> **ABOUT THIS TASK**
Everything from the line containing "let cells_x = grid.x_dimension.saturating_sub(1);" to the last line of the data below should be copied word for word, and nothing else.
*** Begin section ***
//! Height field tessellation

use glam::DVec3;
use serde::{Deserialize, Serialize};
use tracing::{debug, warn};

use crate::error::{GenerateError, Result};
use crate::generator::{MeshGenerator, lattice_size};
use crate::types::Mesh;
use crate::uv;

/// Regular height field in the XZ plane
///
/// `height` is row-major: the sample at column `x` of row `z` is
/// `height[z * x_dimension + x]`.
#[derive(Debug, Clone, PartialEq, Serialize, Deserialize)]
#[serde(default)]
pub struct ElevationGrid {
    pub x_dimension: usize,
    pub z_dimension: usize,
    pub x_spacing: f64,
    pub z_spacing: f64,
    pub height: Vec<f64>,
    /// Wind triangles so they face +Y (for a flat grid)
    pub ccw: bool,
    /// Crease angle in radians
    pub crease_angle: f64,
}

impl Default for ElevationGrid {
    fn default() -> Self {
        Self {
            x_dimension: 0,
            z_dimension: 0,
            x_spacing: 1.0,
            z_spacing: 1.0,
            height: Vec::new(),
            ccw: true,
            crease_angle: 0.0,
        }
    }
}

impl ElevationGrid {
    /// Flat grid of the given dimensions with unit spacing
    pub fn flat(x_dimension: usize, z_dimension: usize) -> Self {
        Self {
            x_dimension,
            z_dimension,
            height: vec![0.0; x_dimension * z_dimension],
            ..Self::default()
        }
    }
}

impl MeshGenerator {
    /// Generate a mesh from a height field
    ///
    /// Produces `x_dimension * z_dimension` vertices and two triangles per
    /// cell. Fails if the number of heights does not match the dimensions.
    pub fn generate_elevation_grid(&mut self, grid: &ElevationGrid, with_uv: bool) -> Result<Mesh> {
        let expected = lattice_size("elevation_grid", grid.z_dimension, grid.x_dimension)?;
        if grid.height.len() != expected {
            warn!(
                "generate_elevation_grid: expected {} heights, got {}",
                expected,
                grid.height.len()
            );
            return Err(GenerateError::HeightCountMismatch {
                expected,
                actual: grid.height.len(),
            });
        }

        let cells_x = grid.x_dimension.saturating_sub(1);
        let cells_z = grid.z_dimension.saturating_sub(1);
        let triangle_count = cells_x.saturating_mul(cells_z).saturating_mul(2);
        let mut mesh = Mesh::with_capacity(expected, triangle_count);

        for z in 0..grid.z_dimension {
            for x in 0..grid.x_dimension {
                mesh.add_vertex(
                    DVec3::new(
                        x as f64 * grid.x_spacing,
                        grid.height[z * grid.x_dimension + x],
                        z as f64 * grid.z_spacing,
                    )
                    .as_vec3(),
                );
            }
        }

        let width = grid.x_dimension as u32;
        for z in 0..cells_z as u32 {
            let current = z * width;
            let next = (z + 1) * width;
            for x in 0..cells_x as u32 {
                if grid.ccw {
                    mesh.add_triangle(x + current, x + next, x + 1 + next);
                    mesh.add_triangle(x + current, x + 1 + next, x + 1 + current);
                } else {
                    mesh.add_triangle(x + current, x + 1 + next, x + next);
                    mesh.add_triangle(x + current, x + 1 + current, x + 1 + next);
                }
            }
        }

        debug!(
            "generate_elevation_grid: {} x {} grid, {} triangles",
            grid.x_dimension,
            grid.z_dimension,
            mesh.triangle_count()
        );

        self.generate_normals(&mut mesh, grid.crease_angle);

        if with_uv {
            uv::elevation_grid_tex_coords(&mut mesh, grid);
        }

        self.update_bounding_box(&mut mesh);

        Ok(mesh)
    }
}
*** End section ***
> **EXERCISE OUTPUT**
        let cells_x = grid.x_dimension.saturating_sub(1);
        let cells_z = grid.z_dimension.saturating_sub(1);
        let triangle_count = cells_x.saturating_mul(cells_z).saturating_mul(2);
        let mut mesh = Mesh::with_capacity(expected, triangle_count);

        for z in 0..grid.z_dimension {
            for x in 0..grid.x_dimension {
                mesh.add_vertex(
                    DVec3::new(
                        x as f64 * grid.x_spacing,
                        grid.height[z * grid.x_dimension + x],
                        z as f64 * grid.z_spacing,
                    )
                    .as_vec3(),
                );
            }
        }

        let width = grid.x_dimension as u32;
        for z in 0..cells_z as u32 {
            let current = z * width;
            let next = (z + 1) * width;
            for x in 0..cells_x as u32 {
                if grid.ccw {
                    mesh.add_triangle(x + current, x + next, x + 1 + next);
                    mesh.add_triangle(x + current, x + 1 + next, x + 1 + current);
                } else {
                    mesh.add_triangle(x + current, x + 1 + next, x + next);
                    mesh.add_triangle(x + current, x + 1 + current, x + 1 + next);
                }
            }
        }

        debug!(
            "generate_elevation_grid: {} x {} grid, {} triangles",
            grid.x_dimension,
            grid.z_dimension,
            mesh.triangle_count()
        );

        self.generate_normals(&mut mesh, grid.crease_angle);

        if with_uv {
            uv::elevation_grid_tex_coords(&mut mesh, grid);
        }

        self.update_bounding_box(&mut mesh);

        Ok(mesh)
    }
}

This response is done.